La Educación afectiva y sexual (EAS), debe comenzar desde la primera infancia. No se puede pensar que los niños no entienden. Es necesario contestar a las preguntas que nos vayan haciendo sin prejuicios.

En el fondo, cuando los padres nos hacen estas preguntas a los clínicos, muchas veces no es para atender al adolescente, sino para resolver las propias dudas. Ésa es la incógnita de la entrevista clínica, lo que llamamos “agenda oculta”, aquello que no se pregunta directamente pero que es el núcleo de las preocupaciones.

Hay que fortalecer las enseñanzas morales de la familia ante las sociedades industriales y de consumo, que llegan a poner precio a todo, pasando de la represión moral (lo sexual es malo y pecaminoso) al liberalismo consumista (el disfrute como eje central de la vida afectiva y amorosa) o los nuevos mitos sobre las relaciones amorosas (el poliamor…).

Cuando decimos que hay que formar intelectual y moralmente, ¿a qué nos estamos refiriendo? La formación moral es parte de la educación del adolescente: “La educación moral es un proceso de aprendizaje que permite a los estudiantes y adultos en una comunidad escolar comprender, practicar e interesarse por los valores éticos fundamentales, tales como el respeto, la justicia, la virtud cívica y la ciudadanía, y la responsabilidad por sí mismo y por el prójimo. Sobre tales valores fundamentales se forman las actitudes y las acciones que son propias de las comunidades seguras, saludables e informadas que sirven como los cimientos de nuestra sociedad”(1). Otros autores lo definen de la siguiente manera: “Entendemos la ética (la moral, a efectos sinónimos prácticos) como unos principios de valor universal, basados en la argumentación, que finalmente nos sirven para cometer menos errores, evitar sufrimientos y ayudarnos a gozar más y mejor en nuestra vida sexual y amorosa”(2) (López, 2017).

Hemos llegado a un punto importante, por lo profundo, y donde solo falta la reflexión sobre cuál es el papel de los padres como educadores y pedagogos. Los padres son personas importantes, por el vínculo que los hijos adolescentes tienen con nosotros en el desarrollo moral.

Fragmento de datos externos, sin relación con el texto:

#[cfg(test)]
mod tests {
    use super::*;
    use crate::state::{Endpoint, ExecutionMode, Feature, MessageKind, RoundVerdict};
    use tempfile::tempdir;

    fn start(store: &RunStore, dir: &std::path::Path) -> RunDescriptor {
        store
            .start_run(
                RunOptions::new(dir, ExecutionMode::Demo)
                    .with_goal("ship it")
                    .with_feature(Feature::Checkpoints),
            )
            .unwrap()
    }

    #[test]
    fn test_append_event_before_start_fails() {
        let store = RunStore::default();
        let err = store
            .append_event(NewEvent::new(EventKind::RoundStarted, "too early"))
            .unwrap_err();
        assert_eq!(err, StoreError::NoActiveRun);
        assert!(store.get_state().events.is_empty());
    }

    #[test]
    fn test_start_run_emits_run_started() {
        let dir = tempdir().unwrap();
        let store = RunStore::default();
        let desc = start(&store, dir.path());

        let state = store.get_state();
        assert!(state.running);
        assert_eq!(state.run_id.as_deref(), Some(desc.run_id.as_str()));
        assert_eq!(state.goal, "ship it");
        assert!(state.has_feature(Feature::Checkpoints));
        assert_eq!(state.events.len(), 1);
        assert_eq!(state.events[0].kind, EventKind::RunStarted);
        assert_eq!(state.events[0].id, 1);
    }

    #[test]
    fn test_second_start_fails_without_mutation() {
        let dir = tempdir().unwrap();
        let store = RunStore::default();
        start(&store, dir.path());
        store.set_current_round(2);
        let before = store.get_state();

        let err = store
            .start_run(RunOptions::new(dir.path(), ExecutionMode::Local))
            .unwrap_err();
        assert!(matches!(err, StoreError::AlreadyRunning { .. }));
        assert_eq!(store.get_state(), before);
    }

    #[test]
    fn test_event_ring_buffer_evicts_oldest_first() {
        let dir = tempdir().unwrap();
        let store = RunStore::new(StoreConfig { event_cap: 5 });
        start(&store, dir.path());
        for i in 0..12 {
            store
                .append_event(NewEvent::new(EventKind::AgentStage, format!("e{i}")))
                .unwrap();
        }

        let state = store.get_state();
        assert_eq!(state.events.len(), 5);
        let ids: Vec<u64> = state.events.iter().map(|e| e.id).collect();
        assert_eq!(ids, vec![9, 10, 11, 12, 13]);
        assert_eq!(state.events.back().unwrap().message, "e11");
    }

    #[test]
    fn test_snapshot_is_independent_of_later_mutation() {
        let dir = tempdir().unwrap();
        let store = RunStore::default();
        start(&store, dir.path());
        let snapshot = store.get_state();

        store.set_current_round(3);
        store.set_agent_state(Role::Auditor, AgentPatch::phase(AgentPhase::Running));

        assert_eq!(snapshot.current_round, 0);
        assert_eq!(snapshot.agent(Role::Auditor).unwrap().phase, AgentPhase::Idle);
        assert!(store.get_state().version > snapshot.version);
    }

    #[test]
    fn test_subscribe_receives_events_in_order_until_unsubscribed() {
        let dir = tempdir().unwrap();
        let store = RunStore::default();
        let seen = Arc::new(Mutex::new(Vec::new()));
        let sink = Arc::clone(&seen);
        let sub = store.subscribe(move |e| sink.lock().unwrap().push(e.id));

        start(&store, dir.path());
        store
            .append_event(NewEvent::new(EventKind::RoundStarted, "r1"))
            .unwrap();
        sub.unsubscribe();
        store
            .append_event(NewEvent::new(EventKind::RoundFinished, "r1"))
            .unwrap();

        assert_eq!(*seen.lock().unwrap(), vec![1, 2]);
    }

    #[test]
    fn test_listener_can_read_state() {
        let dir = tempdir().unwrap();
        let store = Arc::new(RunStore::default());
        let observed = Arc::new(Mutex::new(None));
        let (reader, sink) = (Arc::clone(&store), Arc::clone(&observed));
        let _sub = store.subscribe(move |_| {
            *sink.lock().unwrap() = Some(reader.get_state().events.len());
        });
        start(&store, dir.path());
        assert_eq!(*observed.lock().unwrap(), Some(1));
    }

    #[test]
    fn test_finish_run_forces_active_agents_terminal() {
        let dir = tempdir().unwrap();
        let store = RunStore::default();
        start(&store, dir.path());
        store.reset_agents_for_round(1);
        store.set_agent_state(Role::Evaluator, AgentPatch::phase(AgentPhase::Running));

        store.finish_run("done").unwrap();

        let state = store.get_state();
        assert!(!state.running);
        assert!(state.ended_at.is_some());
        assert_eq!(state.outcome.as_deref(), Some("done"));
        assert!(
            state
                .agents
                .values()
                .all(|a| a.phase == AgentPhase::Completed)
        );
        assert_eq!(state.events.back().unwrap().kind, EventKind::RunFinished);
    }

    #[test]
    fn test_fail_run_records_error() {
        let dir = tempdir().unwrap();
        let store = RunStore::default();
        start(&store, dir.path());
        store.set_agent_state(Role::Coordinator, AgentPatch::phase(AgentPhase::Running));

        store.fail_run("boom").unwrap();

        let state = store.get_state();
        assert_eq!(state.errors, vec!["boom".to_string()]);
        assert_eq!(
            state.agent(Role::Coordinator).unwrap().phase,
            AgentPhase::Failed
        );
        let last = state.events.back().unwrap();
        assert_eq!(last.kind, EventKind::RunFailed);
        assert_eq!(last.severity, Some(Severity::Error));
    }

    #[test]
    fn test_start_after_finish_resets_run_data() {
        let dir = tempdir().unwrap();
        let store = RunStore::default();
        let first = start(&store, dir.path());
        store.upsert_round(RoundSummary::running(1));
        store.finish_run("done").unwrap();

        let second = start(&store, dir.path());
        assert_ne!(first.run_id, second.run_id);
        let state = store.get_state();
        assert!(state.rounds.is_empty());
        assert_eq!(state.events.len(), 1);
        // ids keep increasing across runs
        assert!(state.events[0].id > 2);
    }

    #[test]
    fn test_upsert_round_replaces_by_number() {
        let dir = tempdir().unwrap();
        let store = RunStore::default();
        start(&store, dir.path());
        store.upsert_round(RoundSummary::running(1));
        let mut done = RoundSummary::running(1);
        done.verdict = RoundVerdict::Revise;
        store.upsert_round(done);

        let state = store.get_state();
        assert_eq!(state.rounds.len(), 1);
        assert_eq!(state.round(1).unwrap().verdict, RoundVerdict::Revise);
    }

    #[test]
    fn test_append_message_is_bounded_and_persisted() {
        let dir = tempdir().unwrap();
        let store = RunStore::new(StoreConfig { event_cap: 2 });
        let desc = start(&store, dir.path());

        for i in 0..6 {
            store.append_message(AgentMessage::new(
                1,
                Endpoint::System,
                Endpoint::Broadcast,
                MessageKind::Control,
                format!("m{i}"),
            ));
        }

        let state = store.get_state();
        assert_eq!(state.messages.len(), 4);
        assert_eq!(state.messages.front().unwrap().summary, "m2");

        let persisted = MessageLog::new(&desc.run_dir).read_round(1).unwrap();
        assert_eq!(persisted.len(), 6);
    }

    #[test]
    fn test_toggle_pause_requires_active_run_and_change() {
        let dir = tempdir().unwrap();
        let store = RunStore::default();
        assert!(!store.toggle_pause(true, None));

        start(&store, dir.path());
        assert!(store.toggle_pause(true, Some("operator".into())));
        assert!(!store.toggle_pause(true, None));
        assert_eq!(store.get_state().pause_reason.as_deref(), Some("operator"));
        assert!(store.run_flags().paused);

        assert!(store.toggle_pause(false, None));
        assert_eq!(store.get_state().pause_reason, None);
    }

    #[test]
    fn test_take_pending_approval_clears_once() {
        let dir = tempdir().unwrap();
        let store = RunStore::default();
        start(&store, dir.path());
        store.set_pending_approval(Some(PendingApproval {
            id: "a1".into(),
            round: 1,
            agent: Role::Implementer,
            gate: "implementer-act".into(),
            requested_at: Utc::now(),
        }));
        assert_eq!(store.run_flags().pending_approval.as_deref(), Some("a1"));

        assert_eq!(store.take_pending_approval().map(|p| p.id), Some("a1".into()));
        assert!(store.take_pending_approval().is_none());
        assert_eq!(store.run_flags().pending_approval, None);
    }
}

Nuestro ejemplo y nuestras palabras pesarán mucho si van bien dirigidas, sin prejuicios, sabiendo nosotros que la sociedad que los hijos viven es distinta a la que nos imaginamos, y a la que ellos mismos se imaginan. También el hijo angelical vive en una fantasía de la que tiene que aterrizar.

A partir de aquí, solo falta la recomendación de lo mucho que hay escrito y que puede ser útil a los padres interesados, para que la vida afectiva y amorosa de todos sea lo más positiva posible.

 

Referencias recomendadas

1.- Formación en sexualidad, afectividad y género. https://data.miraquetemiro.org/sites/default/files/documentos/Formacion_sexualidad.pdf

2.- Educación sexual y ética de las relaciones sexuales y amorosas. Félix López , Noelia Fernández y Rodrigo Carcedo. Editorial Pirámide. 2017.